DOMINGO VII DEL TIEMPO ORDINARIO
- 1Sam 26,2.7-9.12-13.22-23; Sal 102; 1Cor 15,45-49; Lc 6,27-38.
En cada texto encontraremos una línea de acción que nos lleva a descubrir un paradigma innovador que aflora de la palabra revelada. No sólo el evangelio, con su novedad radical, sino también el Antiguo Testamento; ambos, en sintonía, trazan la ruta de un camino que se mueve en sentido contrario a normas morales, sociales e, incluso, militares, propias de una sociedad anquilosada que actúa con cautela y recelo ante las exigencias de un reinado -el de Dios- que empuja a la conversión y a los cambios profundos.
David, frente a Saúl, el ungido del Señor (cf. 1Sam 26,9), se enfrenta al reto de asestar el golpe de muerte y aniquilarlo, o, por el contrario, perdonarle la vida, con la ventaja de que, sin obstáculo alguno ni resistencia, está en sus manos (cf. 1Sam 26,8). Incauto, sumido en un sueño profundo (1Sam 26,12), Saúl no tenía manera de defenderse, pero David fue más allá del odio y la venganza, escuchó su corazón y recordó que él también había sido elegido por el mismo Dios, que es compasivo, misericordioso y generoso para perdonar (Sal 102). La vida de Saúl es sagrada, como la suya propia, y por eso, sobre el sustento de esa sacralidad compartida, decide: ¿Quién puede atentar contra el ungido del Señor y quedar sin pecado? (1Sam 26,9).
Pablo, por su parte, señala la diferencia esencial que define la vida de un creyente: asemejarse obstinadamente al hombre terreno que, si bien ha recibido la vida, la agota en su mundanidad y en su necedad; negado al Dios que lo ha creado, desvirtúa su condición de hijo hasta sumirse en la inevitable finitud que lo llevará a la muerte.
En cambio, nos advierte, que los hombres de fe saben y confían que su vida será semejante a la del hombre celestial, a Jesucristo, de quien proviene, por medio del Espíritu, la vida en abundancia (cf. 1Cor 15,45).
Como fue el hombre terreno, así son los hombres terrenos; como es el hombre celestial, así serán los celestiales (cf. 1Cor 15,48).
Pero ¿en qué consiste dicha semejanza?
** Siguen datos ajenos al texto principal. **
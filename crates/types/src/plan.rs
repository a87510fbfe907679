//! Strongly typed plan definitions consumed by the execution engine.
//!
//! A plan pairs a list of network definitions with a tree of execution steps.
//! The engine never inspects network topology beyond the names declared here;
//! operators are handed to a network factory as opaque definitions.

use indexmap::IndexMap;
use serde::{Deserialize, Serialize};
use serde_json::Value as JsonValue;

pub mod validation;

/// Top-level execution plan: networks to instantiate and steps to run in order.
#[derive(Debug, Clone, Serialize, Deserialize, Default, PartialEq)]
pub struct PlanDef {
    /// Optional plan name used in log lines and summaries.
    #[serde(default)]
    pub name: Option<String>,
    /// Networks constructed before any step runs, in declaration order.
    #[serde(default, alias = "network")]
    pub networks: Vec<NetDef>,
    /// Top-level steps executed strictly in order.
    #[serde(default, alias = "execution_steps", alias = "execution_step")]
    pub steps: Vec<ExecutionStep>,
}

/// Definition of a single computation network.
#[derive(Debug, Clone, Serialize, Deserialize, Default, PartialEq)]
pub struct NetDef {
    /// Registry key; must be non-empty for the net to be registered.
    #[serde(default)]
    pub name: String,
    /// Operators making up the network, in execution order.
    #[serde(default, alias = "op")]
    pub ops: Vec<OperatorDef>,
    /// Blobs the network expects to already exist in the store.
    #[serde(default, alias = "external_input")]
    pub external_inputs: Vec<String>,
    /// Blobs the network publishes. Criteria networks declare exactly one.
    #[serde(default, alias = "external_output")]
    pub external_outputs: Vec<String>,
}

/// Definition of a single operator inside a network.
#[derive(Debug, Clone, Serialize, Deserialize, Default, PartialEq)]
pub struct OperatorDef {
    /// Operator type looked up in the operator library, e.g. `ConstantFill`.
    #[serde(rename = "type")]
    pub op_type: String,
    /// Optional instance name for log lines.
    #[serde(default)]
    pub name: Option<String>,
    /// Blob names read by the operator.
    #[serde(default, alias = "input")]
    pub inputs: Vec<String>,
    /// Blob names written by the operator.
    #[serde(default, alias = "output")]
    pub outputs: Vec<String>,
    /// Free-form operator arguments, preserving authoring order.
    #[serde(default, alias = "arg")]
    pub args: IndexMap<String, JsonValue>,
}

impl OperatorDef {
    /// Name used in diagnostics: the explicit name when set, else the type.
    pub fn display_name(&self) -> &str {
        self.name.as_deref().filter(|name| !name.is_empty()).unwrap_or(&self.op_type)
    }
}

/// A node of the step tree: either a fan-out of substeps or a flat list of networks.
#[derive(Debug, Clone, Serialize, Deserialize, Default, PartialEq)]
pub struct ExecutionStep {
    /// Step name for log lines and timing output.
    #[serde(default)]
    pub name: String,
    /// Child steps; mutually exclusive with `networks`.
    #[serde(default, alias = "substep")]
    pub substeps: Vec<ExecutionStep>,
    /// Names of registered networks to run each iteration; mutually exclusive with `substeps`.
    #[serde(default, alias = "network")]
    pub networks: Vec<String>,
    /// Run substeps on parallel workers instead of sequentially.
    #[serde(default)]
    pub concurrent_substeps: bool,
    /// Fixed iteration count. Defaults to one when no criteria network is set.
    #[serde(default)]
    pub num_iter: Option<u64>,
    /// Network whose single boolean output decides whether to run another iteration.
    #[serde(default)]
    pub criteria_network: Option<String>,
    /// Network run periodically in the background while this step is active.
    #[serde(default)]
    pub report_net: Option<String>,
    /// Reporting period in seconds; required when `report_net` is set.
    #[serde(default)]
    pub report_interval: Option<u64>,
}

/// How many times a step repeats.
#[derive(Debug, Clone, Copy, PartialEq, Eq)]
pub enum IterationSpec<'a> {
    /// Run exactly this many iterations.
    Fixed(u64),
    /// Run the named network before each iteration and stop when it reports false.
    Criteria(&'a str),
}

impl ExecutionStep {
    /// True when both substeps and networks are non-empty.
    pub fn mixes_substeps_and_networks(&self) -> bool {
        !self.substeps.is_empty() && !self.networks.is_empty()
    }

    /// True when both a fixed count and a criteria network are declared.
    pub fn mixes_iteration_modes(&self) -> bool {
        self.num_iter.is_some() && self.criteria_network.is_some()
    }

    /// True when substeps should fan out over parallel workers.
    pub fn runs_concurrently(&self) -> bool {
        self.concurrent_substeps && self.substeps.len() > 1
    }

    /// Iteration policy of this step. Callers must reject `mixes_iteration_modes` first;
    /// when both are set the criteria network wins.
    pub fn iteration_spec(&self) -> IterationSpec<'_> {
        match self.criteria_network.as_deref() {
            Some(criteria) => IterationSpec::Criteria(criteria),
            None => IterationSpec::Fixed(self.num_iter.unwrap_or(1)),
        }
    }

    /// Report network and interval when reporting is requested.
    pub fn report(&self) -> Option<(&str, Option<u64>)> {
        self.report_net
            .as_deref()
            .filter(|name| !name.is_empty())
            .map(|name| (name, self.report_interval))
    }
}

#[cfg(test)]
mod tests {
    use super::*;

    #[test]
    fn yaml_plan_deserializes_nested_steps() {
        let yaml_text = r#"
name: train
networks:
  - name: init
    ops:
      - type: ConstantFill
        outputs: [counter]
        args:
          value: 0
  - name: check
    external_outputs: [keep_going]
steps:
  - name: setup
    networks: [init]
  - name: loop
    criteria_network: check
    concurrent_substeps: true
    substeps:
      - name: left
        networks: [init]
        num_iter: 3
      - name: right
        networks: [init]
"#;

        let plan: PlanDef = serde_yaml::from_str(yaml_text).expect("deserialize plan");

        assert_eq!(plan.name.as_deref(), Some("train"));
        assert_eq!(plan.networks.len(), 2);
        assert_eq!(plan.networks[0].ops[0].op_type, "ConstantFill");
        assert_eq!(plan.networks[0].ops[0].args["value"], JsonValue::from(0));
        assert_eq!(plan.steps.len(), 2);
        assert!(plan.steps[1].runs_concurrently());
        assert_eq!(plan.steps[1].iteration_spec(), IterationSpec::Criteria("check"));
        assert_eq!(plan.steps[1].substeps[0].iteration_spec(), IterationSpec::Fixed(3));
        assert_eq!(plan.steps[1].substeps[1].iteration_spec(), IterationSpec::Fixed(1));
    }

    #[test]
    fn execution_steps_alias_is_accepted() {
        let json_text = r#"{ "execution_steps": [ { "name": "only", "networks": ["a"] } ] }"#;
        let plan: PlanDef = serde_json::from_str(json_text).expect("deserialize plan");
        assert_eq!(plan.steps.len(), 1);
        assert_eq!(plan.steps[0].networks, vec!["a".to_string()]);
    }

    #[test]
    fn single_substep_never_runs_concurrently() {
        let step = ExecutionStep {
            name: "solo".into(),
            concurrent_substeps: true,
            substeps: vec![ExecutionStep::default()],
            ..Default::default()
        };
        assert!(!step.runs_concurrently());
    }

    #[test]
    fn shape_helpers_flag_conflicts() {
        let step = ExecutionStep {
            name: "broken".into(),
            substeps: vec![ExecutionStep::default()],
            networks: vec!["a".into()],
            num_iter: Some(2),
            criteria_network: Some("c".into()),
            ..Default::default()
        };
        assert!(step.mixes_substeps_and_networks());
        assert!(step.mixes_iteration_modes());
    }

    #[test]
    fn empty_report_net_is_ignored() {
        let step = ExecutionStep {
            report_net: Some(String::new()),
            report_interval: Some(1),
            ..Default::default()
        };
        assert!(step.report().is_none());
    }
}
Mirando, como David, más allá de lo ordinario, de lo inmediato y predecible, descubriremos que el Señor nos invita a romper con los viejos paradigmas y atrevernos a cruzar los límites que nos enfrentarán a lo extraordinario; transitar por el camino que va en sentido contrario – ¿o quizá en el sentido correcto? -, hacia la plenitud, la felicidad y la libertad plena.
¿Qué es, en concreto, lo extraordinario que el Señor nos invita a descubrir? En los textos encontramos una propuesta retadora: contrarrestar la violencia con acciones no violentas, aunque parezcan absurdas e impracticables, tales como poner la otra mejilla, caminar de más, o entregar la túnica además del manto… (cf. Lc 6,27-20)
La “noviolencia” se traduce en términos de compasión, perdón y misericordia; cualidades de ese Dios que nos ama y que Jesús nos da a conocer así: Sean misericordiosos como su Padre es misericordioso (Lc 6,36).
Lo extraordinario en el evangelio es una táctica inadvertida y sorpresiva, que desarma y desinstala al “enemigo”, y lo reta mirar distinto. Sorpresa y violencia –dice Joan Morera– son incompatibles […] El discípulo de Jesús asume el riesgo y el sufrimiento, porque aunque aparente un fracaso, habrá sacudido las entrañas del agresor. Sólo hace falta más fe y creatividad para seguir inventando acciones nuevas, persistiendo hasta que su terca dignidad desarme este infierno de la violencia que nos atrapa […] Los tres contraejemplos del evangelio tienen un carácter inspirador, no normativo: arraigados en la fe y la creatividad, el noviolento encontrará nuevos gestos provocativos, válidos para expresar el mismo mensaje de dignidad. Con estos tres puntos en el “espacio” […], Jesús marca las coordenadas para trazar un plano infinito de acciones noviolentas que corten cualquier conflicto, que desarmen cualquier infierno: no “venciendo” al opresor, sino, a imitación del Padre, “recuperándolo”.[1]
No juzguen y no serán juzgados; no condenen y no serán condenados; perdonen y serán perdonados (Lc 6,37)
Mario A. Hernández Durán, Teólogo.
[1] Morera Perich, J. SJ. (2018). Desarmar los infiernos. Practicar la noviolencia de Jesús hoy. Cuadernos CJ 207. Cristianisme i Justícia. Barcelona. pp. 22.26.